Thursday, October 31, 2013

Learn About Oysters at new Exhibit at the Bruce Museum in Greenwich CT


Bruce Museum  Greenwich ,CT
The Bruce Museum  Greenwich, Connecticut

The Long Island Sound’s native Eastern oyster will be the star of a new exhibit opening November 2 at the Bruce Museum in Greenwich, CT.

Visitors can examine the biology and ecology of this common bivalve and compare the Eastern oyster to other species worldwide in the exhibit.

It will feature hands-on interactive displays, videos, photographs and historical objects that will appeal to all ages. You can explore the science and natural history of oysters and discover the rich history of oyster-fishing in the Sound.

As part of the exhibit, the public is invited to experience hands-on oyster fishing with members of the Town of Greenwich Shellfish Commission on Sunday, Nov. 3 from 1:30 to 4 p.m. at the Seaside Center in Greenwich Point Park, Old Greenwich.

A special staff tour of the exhibition will be held for school teachers on Nov. 12 from 3:30 to 5 p.m. Curriculum connections to humanities and science will be highlighted. Reservations can be made by calling 203-413-6741.

The museum will also present a lecture on the Eastern oyster on Nov. 19 at 6:30 p.m. Tickets are $5 for museum members and $7 for non-members. You can make reservations by calling 203-413-6757.

On Dec. 8 from 1 to 4 p.m. Norm Bloom & Son, Best Oysters in Norwalk, will be offering free oyster tasting with museum admission. The oyster exhibit will run through March 23.
The exhibition will explore the science and history of the Eastern oyster in the Sound, examining how its nutritional and commercial values have made the Eastern oyster a popular commodity for residents along the Sound for eons. Native Americans harvested oysters from mile-long natural beds and collected individual oysters that were up to a foot long. By the early 1800s, the natural beds had become depleted and oysters were cultivated on artificial beds.

The oyster industry was a powerful force in the Connecticut coastal economy by the end of the 19th century. However, overfishing, pollution, natural disasters, and disease brought about a decline and the industry was threatened through the early to mid-20th century. In recent years, the oyster trade has experienced resurgence as a result of improved aquaculture techniques and oysters’ popularity among food connoisseurs.

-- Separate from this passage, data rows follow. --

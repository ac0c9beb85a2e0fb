//! microCMS list API connector.
//!
//! Fetches every record of the `categories` and `terms` endpoints with
//! `limit`/`offset` paging. The first page reveals `totalCount`; the
//! remaining pages are requested concurrently on a [`JoinSet`] and
//! reassembled in offset order.
//!
//! Requests authenticate with the `X-MICROCMS-API-KEY` header. Transport
//! errors, HTTP 429 and 5xx are retried with exponential backoff up to
//! `max_retries` times; other 4xx responses fail immediately.

use anyhow::{anyhow, bail, Context, Result};
use async_trait::async_trait;
use serde::de::DeserializeOwned;
use std::time::Duration;
use tokio::task::JoinSet;

use crate::cms::{MicroCmsList, RawCategory, RawRecord, RawTerm};
use crate::config::MicroCmsConfig;
use crate::traits::{Connector, ContentBatch};

pub const API_KEY_HEADER: &str = "X-MICROCMS-API-KEY";

#[derive(Clone)]
struct PageFetcher {
    client: reqwest::Client,
    api_root: String,
    api_key: String,
    page_size: usize,
    max_retries: u32,
}

impl PageFetcher {
    fn page_url(&self, endpoint: &str, offset: usize) -> String {
        format!(
            "{}/{}?limit={}&offset={}",
            self.api_root, endpoint, self.page_size, offset
        )
    }

    async fn fetch<T: DeserializeOwned>(
        &self,
        endpoint: &str,
        offset: usize,
    ) -> Result<MicroCmsList<T>> {
        let url = self.page_url(endpoint, offset);
        let mut last_err = None;

        for attempt in 0..=self.max_retries {
            if attempt > 0 {
                // 1s, 2s, 4s, ... capped at 32s
                let delay = Duration::from_secs(1 << (attempt - 1).min(5));
                tracing::debug!(%url, attempt, "retrying after {:?}", delay);
                tokio::time::sleep(delay).await;
            }

            let resp = self
                .client
                .get(&url)
                .header(API_KEY_HEADER, &self.api_key)
                .send()
                .await;

            match resp {
                Ok(response) => {
                    let status = response.status();
                    if status.is_success() {
                        return response
                            .json::<MicroCmsList<T>>()
                            .await
                            .with_context(|| format!("Invalid list response from {}", url));
                    }

                    let body_text = response.text().await.unwrap_or_default();
                    if status.as_u16() == 429 || status.is_server_error() {
                        last_err = Some(anyhow!("microCMS error {}: {}", status, body_text));
                        continue;
                    }
                    bail!("microCMS error {} for {}: {}", status, endpoint, body_text);
                }
                Err(e) => {
                    last_err = Some(e.into());
                    continue;
                }
            }
        }

        Err(last_err.unwrap_or_else(|| anyhow!("microCMS request failed after retries")))
    }
}

/// Offsets of the pages after the first one.
pub fn remaining_offsets(total_count: usize, page_size: usize) -> Vec<usize> {
    if page_size == 0 {
        return Vec::new();
    }
    (1..)
        .map(|page| page * page_size)
        .take_while(|offset| *offset < total_count)
        .collect()
}

pub struct MicroCmsConnector {
    fetcher: PageFetcher,
    terms_endpoint: String,
    categories_endpoint: String,
}

impl MicroCmsConnector {
    /// Build from config, reading the API key from `api_key_env`.
    pub fn from_config(config: &MicroCmsConfig) -> Result<Self> {
        let api_key = std::env::var(&config.api_key_env)
            .map_err(|_| anyhow!("{} not set", config.api_key_env))?;
        Self::new(config, api_key)
    }

    pub fn new(config: &MicroCmsConfig, api_key: String) -> Result<Self> {
        let client = reqwest::Client::builder()
            .timeout(Duration::from_secs(config.timeout_secs))
            .build()?;
        Ok(Self {
            fetcher: PageFetcher {
                client,
                api_root: config.api_root()?,
                api_key,
                page_size: config.page_size,
                max_retries: config.max_retries,
            },
            terms_endpoint: config.terms_endpoint.clone(),
            categories_endpoint: config.categories_endpoint.clone(),
        })
    }

    /// Every record of `endpoint`, in CMS order.
    pub async fn fetch_all<T>(&self, endpoint: &str) -> Result<Vec<T>>
    where
        T: DeserializeOwned + Send + 'static,
    {
        let first = self.fetcher.fetch::<T>(endpoint, 0).await?;
        let total = first.total_count;
        let mut contents = first.contents;

        let offsets = remaining_offsets(total, self.fetcher.page_size);
        tracing::info!(
            endpoint,
            total,
            pages = offsets.len() + 1,
            "fetching microCMS list"
        );

        let mut set = JoinSet::new();
        for offset in offsets {
            let fetcher = self.fetcher.clone();
            let endpoint = endpoint.to_string();
            set.spawn(async move { (offset, fetcher.fetch::<T>(&endpoint, offset).await) });
        }

        let mut pages = Vec::new();
        while let Some(joined) = set.join_next().await {
            let (offset, page) = joined?;
            pages.push((offset, page?.contents));
        }
        pages.sort_by_key(|(offset, _)| *offset);
        for (_, page) in pages {
            contents.extend(page);
        }

        if contents.len() != total {
            tracing::warn!(
                endpoint,
                expected = total,
                received = contents.len(),
                "microCMS list changed while paging"
            );
        }
        Ok(contents)
    }
}

#[async_trait]
impl Connector for MicroCmsConnector {
    fn name(&self) -> &str {
        "microcms"
    }

    fn description(&self) -> &str {
        "Categories and terms from the microCMS list API"
    }

    fn connector_type(&self) -> &str {
        "microcms"
    }

    async fn scan(&self) -> Result<ContentBatch> {
        let (categories, terms) = tokio::try_join!(
            self.fetch_all::<RawRecord<RawCategory>>(&self.categories_endpoint),
            self.fetch_all::<RawRecord<RawTerm>>(&self.terms_endpoint),
        )?;
        Ok(ContentBatch { categories, terms })
    }
}
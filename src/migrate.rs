use anyhow::Result;
use sqlx::SqlitePool;

use crate::config::Config;
use crate::db;

pub async fn run_migrations(config: &Config) -> Result<()> {
    let pool = db::connect(config).await?;
    apply(&pool).await?;
    pool.close().await;
    Ok(())
}

/// Create every table and index. Safe to run repeatedly.
pub async fn apply(pool: &SqlitePool) -> Result<()> {
    // Full records live in record_json; the other columns are for lookups and stats.
    sqlx::query(
        r#"
        CREATE TABLE IF NOT EXISTS categories (
            id TEXT PRIMARY KEY,
            name TEXT NOT NULL,
            parent_id TEXT,
            sort_order INTEGER,
            updated_at INTEGER,
            record_json TEXT NOT NULL,
            content_hash TEXT NOT NULL
        )
        "#,
    )
    .execute(pool)
    .await?;

    sqlx::query(
        r#"
        CREATE TABLE IF NOT EXISTS terms (
            id TEXT PRIMARY KEY,
            slug TEXT NOT NULL,
            title TEXT NOT NULL,
            category_id TEXT,
            is_recommended INTEGER NOT NULL DEFAULT 0,
            sort_order INTEGER,
            updated_at INTEGER,
            record_json TEXT NOT NULL,
            content_hash TEXT NOT NULL
        )
        "#,
    )
    .execute(pool)
    .await?;

    sqlx::query(
        r#"
        CREATE TABLE IF NOT EXISTS checkpoints (
            source TEXT PRIMARY KEY,
            cursor TEXT NOT NULL,
            updated_at INTEGER NOT NULL
        )
        "#,
    )
    .execute(pool)
    .await?;

    sqlx::query("CREATE INDEX IF NOT EXISTS idx_terms_slug ON terms(slug)")
        .execute(pool)
        .await?;
    sqlx::query("CREATE INDEX IF NOT EXISTS idx_terms_category_id ON terms(category_id)")
        .execute(pool)
        .await?;
    sqlx::query("CREATE INDEX IF NOT EXISTS idx_categories_parent_id ON categories(parent_id)")
        .execute(pool)
        .await?;

    Ok(())
}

For more information on the exhibit, visit the Bruce Museum online or call 203-413-6740.
The Bruce Museum is located at 1 Museum Drive in Greenwich off Exit 3 of Interstate 95.  The museum is open Tuesdays to Saturdays from 10 a.m. to 5 p.m. and Sundays from 1 to 5 p.m. Admission is $7 for adults, $6 for students up to 22 years, $6 for seniors and free for members and children under age 5.